◆ YOUR INSTRUCTIONS
Your answer should be every line of the entries that has the string "xlsx" in it.

═══ THE RECORDS

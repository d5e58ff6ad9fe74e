/// Заголовки колонок файла bD_canastasVerdes.xlsx (первый лист)
pub struct Columns;

impl Columns {
    pub const ITEM: &'static str = "Ítems";
    pub const CODE: &'static str = "Código";
    pub const CITY: &'static str = "Municipio";
    pub const CATEGORY: &'static str = "Categoría";
    pub const PRODUCT: &'static str = "Producto";
    pub const PRESENTATION: &'static str = "Presentación";
    pub const COST: &'static str = "Costo Pcc";
    pub const LOGISTICS: &'static str = "% Logística";
    pub const TRANSPORT: &'static str = "%Transporte";
    /// Встречается в старых выгрузках; используется только если нет TRANSPORT
    pub const TRANSPORT_ALT: &'static str = "% Transporte";
    pub const SUGGESTED: &'static str = "Precio Sugerido";
    pub const SALE: &'static str = "Precio de Venta";
}

/// Имя файла каталога по умолчанию (ищется в рабочей директории процесса)
pub const DEFAULT_EXCEL_FILE: &str = "bD_canastasVerdes.xlsx";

══════

◆ WRITTEN SOLUTION
/// Заголовки колонок файла bD_canastasVerdes.xlsx (первый лист)
pub const DEFAULT_EXCEL_FILE: &str = "bD_canastasVerdes.xlsx";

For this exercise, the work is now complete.